(Dataset entries)
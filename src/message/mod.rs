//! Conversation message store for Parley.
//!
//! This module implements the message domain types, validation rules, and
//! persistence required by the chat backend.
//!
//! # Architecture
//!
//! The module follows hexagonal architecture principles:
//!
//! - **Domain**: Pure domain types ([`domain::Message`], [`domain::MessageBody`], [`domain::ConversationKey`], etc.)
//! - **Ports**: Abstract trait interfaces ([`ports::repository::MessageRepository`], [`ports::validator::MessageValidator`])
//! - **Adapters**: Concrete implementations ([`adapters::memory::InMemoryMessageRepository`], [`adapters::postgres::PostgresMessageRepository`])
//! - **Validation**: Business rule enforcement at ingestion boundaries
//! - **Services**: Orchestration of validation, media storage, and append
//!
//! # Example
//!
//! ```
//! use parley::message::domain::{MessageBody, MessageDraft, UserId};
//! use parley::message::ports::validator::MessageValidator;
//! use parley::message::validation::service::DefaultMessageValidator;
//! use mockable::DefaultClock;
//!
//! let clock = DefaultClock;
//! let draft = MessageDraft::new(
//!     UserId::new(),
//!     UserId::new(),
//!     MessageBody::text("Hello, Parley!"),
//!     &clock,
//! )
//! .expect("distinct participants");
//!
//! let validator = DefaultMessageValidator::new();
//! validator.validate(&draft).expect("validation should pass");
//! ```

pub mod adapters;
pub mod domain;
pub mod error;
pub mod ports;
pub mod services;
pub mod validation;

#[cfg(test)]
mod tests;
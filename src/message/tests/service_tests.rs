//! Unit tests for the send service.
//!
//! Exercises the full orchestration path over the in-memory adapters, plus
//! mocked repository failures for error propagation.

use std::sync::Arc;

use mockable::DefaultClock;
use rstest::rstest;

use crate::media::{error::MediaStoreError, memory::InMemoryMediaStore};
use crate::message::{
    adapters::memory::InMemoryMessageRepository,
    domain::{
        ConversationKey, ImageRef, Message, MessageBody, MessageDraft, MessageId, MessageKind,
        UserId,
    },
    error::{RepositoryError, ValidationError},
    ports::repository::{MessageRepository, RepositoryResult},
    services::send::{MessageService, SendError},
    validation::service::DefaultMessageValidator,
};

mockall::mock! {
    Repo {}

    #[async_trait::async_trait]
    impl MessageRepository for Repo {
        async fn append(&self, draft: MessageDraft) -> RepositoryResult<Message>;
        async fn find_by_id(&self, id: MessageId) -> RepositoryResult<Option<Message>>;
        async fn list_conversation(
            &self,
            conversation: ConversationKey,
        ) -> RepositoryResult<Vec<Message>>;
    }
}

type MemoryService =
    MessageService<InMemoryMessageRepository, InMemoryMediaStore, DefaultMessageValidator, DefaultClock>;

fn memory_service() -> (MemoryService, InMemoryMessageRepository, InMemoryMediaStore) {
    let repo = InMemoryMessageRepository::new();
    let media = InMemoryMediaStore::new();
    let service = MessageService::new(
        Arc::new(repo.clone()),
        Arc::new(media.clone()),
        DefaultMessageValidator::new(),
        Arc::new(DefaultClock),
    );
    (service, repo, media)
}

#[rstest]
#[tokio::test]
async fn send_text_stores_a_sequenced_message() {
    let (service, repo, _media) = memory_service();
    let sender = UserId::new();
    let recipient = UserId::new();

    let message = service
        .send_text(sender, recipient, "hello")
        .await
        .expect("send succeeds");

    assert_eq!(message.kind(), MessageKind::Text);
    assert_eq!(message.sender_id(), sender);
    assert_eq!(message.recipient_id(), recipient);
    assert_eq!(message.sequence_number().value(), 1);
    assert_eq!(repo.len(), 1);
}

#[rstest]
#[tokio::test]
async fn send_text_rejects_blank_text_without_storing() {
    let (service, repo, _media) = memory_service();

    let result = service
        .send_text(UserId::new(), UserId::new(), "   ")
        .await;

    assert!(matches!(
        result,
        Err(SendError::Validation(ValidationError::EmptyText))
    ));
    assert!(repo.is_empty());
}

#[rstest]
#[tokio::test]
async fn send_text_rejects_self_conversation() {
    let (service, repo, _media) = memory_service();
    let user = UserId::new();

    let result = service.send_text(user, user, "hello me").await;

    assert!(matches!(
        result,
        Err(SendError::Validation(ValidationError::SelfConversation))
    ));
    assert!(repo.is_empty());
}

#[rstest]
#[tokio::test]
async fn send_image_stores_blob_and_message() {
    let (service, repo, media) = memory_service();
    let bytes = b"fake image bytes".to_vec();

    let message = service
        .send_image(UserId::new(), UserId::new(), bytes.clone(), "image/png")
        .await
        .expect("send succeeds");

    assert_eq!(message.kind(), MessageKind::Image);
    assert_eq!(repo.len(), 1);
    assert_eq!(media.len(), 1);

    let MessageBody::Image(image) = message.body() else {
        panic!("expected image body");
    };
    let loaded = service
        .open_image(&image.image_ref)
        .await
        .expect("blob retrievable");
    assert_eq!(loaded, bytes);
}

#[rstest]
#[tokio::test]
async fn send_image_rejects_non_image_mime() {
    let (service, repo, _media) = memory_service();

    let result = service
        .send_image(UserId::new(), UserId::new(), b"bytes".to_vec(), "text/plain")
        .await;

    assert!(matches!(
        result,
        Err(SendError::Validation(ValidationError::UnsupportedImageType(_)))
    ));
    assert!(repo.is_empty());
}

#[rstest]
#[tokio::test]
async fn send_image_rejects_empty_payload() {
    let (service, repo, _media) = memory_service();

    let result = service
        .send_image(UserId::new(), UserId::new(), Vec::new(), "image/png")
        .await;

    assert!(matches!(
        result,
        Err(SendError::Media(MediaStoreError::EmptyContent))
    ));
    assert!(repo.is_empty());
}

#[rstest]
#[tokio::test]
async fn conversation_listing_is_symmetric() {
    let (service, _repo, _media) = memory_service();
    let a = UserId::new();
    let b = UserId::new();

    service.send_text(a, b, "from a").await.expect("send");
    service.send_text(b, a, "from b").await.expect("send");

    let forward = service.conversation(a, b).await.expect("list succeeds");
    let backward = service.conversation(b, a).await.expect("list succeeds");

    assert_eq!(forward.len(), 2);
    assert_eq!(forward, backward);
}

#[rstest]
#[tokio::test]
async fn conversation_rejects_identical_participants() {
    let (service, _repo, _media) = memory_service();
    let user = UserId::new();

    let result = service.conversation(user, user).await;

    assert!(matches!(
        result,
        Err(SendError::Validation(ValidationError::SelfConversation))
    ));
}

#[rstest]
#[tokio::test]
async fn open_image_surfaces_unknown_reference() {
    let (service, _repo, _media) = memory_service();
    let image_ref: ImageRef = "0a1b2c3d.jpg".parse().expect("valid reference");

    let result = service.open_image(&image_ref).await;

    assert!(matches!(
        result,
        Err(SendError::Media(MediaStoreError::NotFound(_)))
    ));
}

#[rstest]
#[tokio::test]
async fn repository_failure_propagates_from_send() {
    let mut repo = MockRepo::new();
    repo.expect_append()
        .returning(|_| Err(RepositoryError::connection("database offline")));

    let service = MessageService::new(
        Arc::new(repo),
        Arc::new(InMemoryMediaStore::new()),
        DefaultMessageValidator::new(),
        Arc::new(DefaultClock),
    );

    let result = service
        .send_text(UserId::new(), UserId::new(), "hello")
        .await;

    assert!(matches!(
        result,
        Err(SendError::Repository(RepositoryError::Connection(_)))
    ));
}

DIRECTIONS FOR THIS TASK. Down to the last line, repeat the data exactly.

SOLVED EXERCISE.
filename src/message/mod.rs
//! Conversation message store for Parley.
//!
//! This module implements the message domain types, validation rules, and
//! persistence required by the chat backend.
//!
//! # Architecture
//!
//! The module follows hexagonal architecture principles:
//!
//! - **Domain**: Pure domain types ([`domain::Message`], [`domain::MessageBody`], [`domain::ConversationKey`], etc.)
//! - **Ports**: Abstract trait interfaces ([`ports::repository::MessageRepository`], [`ports::validator::MessageValidator`])
//! - **Adapters**: Concrete implementations ([`adapters::memory::InMemoryMessageRepository`], [`adapters::postgres::PostgresMessageRepository`])
//! - **Validation**: Business rule enforcement at ingestion boundaries
//! - **Services**: Orchestration of validation, media storage, and append
//!
//! # Example
//!
//! ```
//! use parley::message::domain::{MessageBody, MessageDraft, UserId};
//! use parley::message::ports::validator::MessageValidator;
//! use parley::message::validation::service::DefaultMessageValidator;
//! use mockable::DefaultClock;
//!
//! let clock = DefaultClock;
//! let draft = MessageDraft::new(
//!     UserId::new(),
//!     UserId::new(),
//!     MessageBody::text("Hello, Parley!"),
//!     &clock,
//! )
//! .expect("distinct participants");
//!
//! let validator = DefaultMessageValidator::new();
//! validator.validate(&draft).expect("validation should pass");
//! ```

pub mod adapters;
pub mod domain;
pub mod error;
pub mod ports;
pub mod services;
pub mod validation;

#[cfg(test)]
mod tests;
filename src/message/tests/service_tests.rs
//! Unit tests for the send service.
//!
//! Exercises the full orchestration path over the in-memory adapters, plus
//! mocked repository failures for error propagation.

use std::sync::Arc;

use mockable::DefaultClock;
use rstest::rstest;

use crate::media::{error::MediaStoreError, memory::InMemoryMediaStore};
use crate::message::{
    adapters::memory::InMemoryMessageRepository,
    domain::{
        ConversationKey, ImageRef, Message, MessageBody, MessageDraft, MessageId, MessageKind,
        UserId,
    },
    error::{RepositoryError, ValidationError},
    ports::repository::{MessageRepository, RepositoryResult},
    services::send::{MessageService, SendError},
    validation::service::DefaultMessageValidator,
};

mockall::mock! {
    Repo {}

    #[async_trait::async_trait]
    impl MessageRepository for Repo {
        async fn append(&self, draft: MessageDraft) -> RepositoryResult<Message>;
        async fn find_by_id(&self, id: MessageId) -> RepositoryResult<Option<Message>>;
        async fn list_conversation(
            &self,
            conversation: ConversationKey,
        ) -> RepositoryResult<Vec<Message>>;
    }
}

type MemoryService =
    MessageService<InMemoryMessageRepository, InMemoryMediaStore, DefaultMessageValidator, DefaultClock>;

fn memory_service() -> (MemoryService, InMemoryMessageRepository, InMemoryMediaStore) {
    let repo = InMemoryMessageRepository::new();
    let media = InMemoryMediaStore::new();
    let service = MessageService::new(
        Arc::new(repo.clone()),
        Arc::new(media.clone()),
        DefaultMessageValidator::new(),
        Arc::new(DefaultClock),
    );
    (service, repo, media)
}

#[rstest]
#[tokio::test]
async fn send_text_stores_a_sequenced_message() {
    let (service, repo, _media) = memory_service();
    let sender = UserId::new();
    let recipient = UserId::new();

    let message = service
        .send_text(sender, recipient, "hello")
        .await
        .expect("send succeeds");

    assert_eq!(message.kind(), MessageKind::Text);
    assert_eq!(message.sender_id(), sender);
    assert_eq!(message.recipient_id(), recipient);
    assert_eq!(message.sequence_number().value(), 1);
    assert_eq!(repo.len(), 1);
}

#[rstest]
#[tokio::test]
async fn send_text_rejects_blank_text_without_storing() {
    let (service, repo, _media) = memory_service();

    let result = service
        .send_text(UserId::new(), UserId::new(), "   ")
        .await;

    assert!(matches!(
        result,
        Err(SendError::Validation(ValidationError::EmptyText))
    ));
    assert!(repo.is_empty());
}

#[rstest]
#[tokio::test]
async fn send_text_rejects_self_conversation() {
    let (service, repo, _media) = memory_service();
    let user = UserId::new();

    let result = service.send_text(user, user, "hello me").await;

    assert!(matches!(
        result,
        Err(SendError::Validation(ValidationError::SelfConversation))
    ));
    assert!(repo.is_empty());
}

#[rstest]
#[tokio::test]
async fn send_image_stores_blob_and_message() {
    let (service, repo, media) = memory_service();
    let bytes = b"fake image bytes".to_vec();

    let message = service
        .send_image(UserId::new(), UserId::new(), bytes.clone(), "image/png")
        .await
        .expect("send succeeds");

    assert_eq!(message.kind(), MessageKind::Image);
    assert_eq!(repo.len(), 1);
    assert_eq!(media.len(), 1);

    let MessageBody::Image(image) = message.body() else {
        panic!("expected image body");
    };
    let loaded = service
        .open_image(&image.image_ref)
        .await
        .expect("blob retrievable");
    assert_eq!(loaded, bytes);
}

#[rstest]
#[tokio::test]
async fn send_image_rejects_non_image_mime() {
    let (service, repo, _media) = memory_service();

    let result = service
        .send_image(UserId::new(), UserId::new(), b"bytes".to_vec(), "text/plain")
        .await;

    assert!(matches!(
        result,
        Err(SendError::Validation(ValidationError::UnsupportedImageType(_)))
    ));
    assert!(repo.is_empty());
}

#[rstest]
#[tokio::test]
async fn send_image_rejects_empty_payload() {
    let (service, repo, _media) = memory_service();

    let result = service
        .send_image(UserId::new(), UserId::new(), Vec::new(), "image/png")
        .await;

    assert!(matches!(
        result,
        Err(SendError::Media(MediaStoreError::EmptyContent))
    ));
    assert!(repo.is_empty());
}

#[rstest]
#[tokio::test]
async fn conversation_listing_is_symmetric() {
    let (service, _repo, _media) = memory_service();
    let a = UserId::new();
    let b = UserId::new();

    service.send_text(a, b, "from a").await.expect("send");
    service.send_text(b, a, "from b").await.expect("send");

    let forward = service.conversation(a, b).await.expect("list succeeds");
    let backward = service.conversation(b, a).await.expect("list succeeds");

    assert_eq!(forward.len(), 2);
    assert_eq!(forward, backward);
}

#[rstest]
#[tokio::test]
async fn conversation_rejects_identical_participants() {
    let (service, _repo, _media) = memory_service();
    let user = UserId::new();

    let result = service.conversation(user, user).await;

    assert!(matches!(
        result,
        Err(SendError::Validation(ValidationError::SelfConversation))
    ));
}

#[rstest]
#[tokio::test]
async fn open_image_surfaces_unknown_reference() {
    let (service, _repo, _media) = memory_service();
    let image_ref: ImageRef = "0a1b2c3d.jpg".parse().expect("valid reference");

    let result = service.open_image(&image_ref).await;

    assert!(matches!(
        result,
        Err(SendError::Media(MediaStoreError::NotFound(_)))
    ));
}

#[rstest]
#[tokio::test]
async fn repository_failure_propagates_from_send() {
    let mut repo = MockRepo::new();
    repo.expect_append()
        .returning(|_| Err(RepositoryError::connection("database offline")));

    let service = MessageService::new(
        Arc::new(repo),
        Arc::new(InMemoryMediaStore::new()),
        DefaultMessageValidator::new(),
        Arc::new(DefaultClock),
    );

    let result = service
        .send_text(UserId::new(), UserId::new(), "hello")
        .await;

    assert!(matches!(
        result,
        Err(SendError::Repository(RepositoryError::Connection(_)))
    ));
}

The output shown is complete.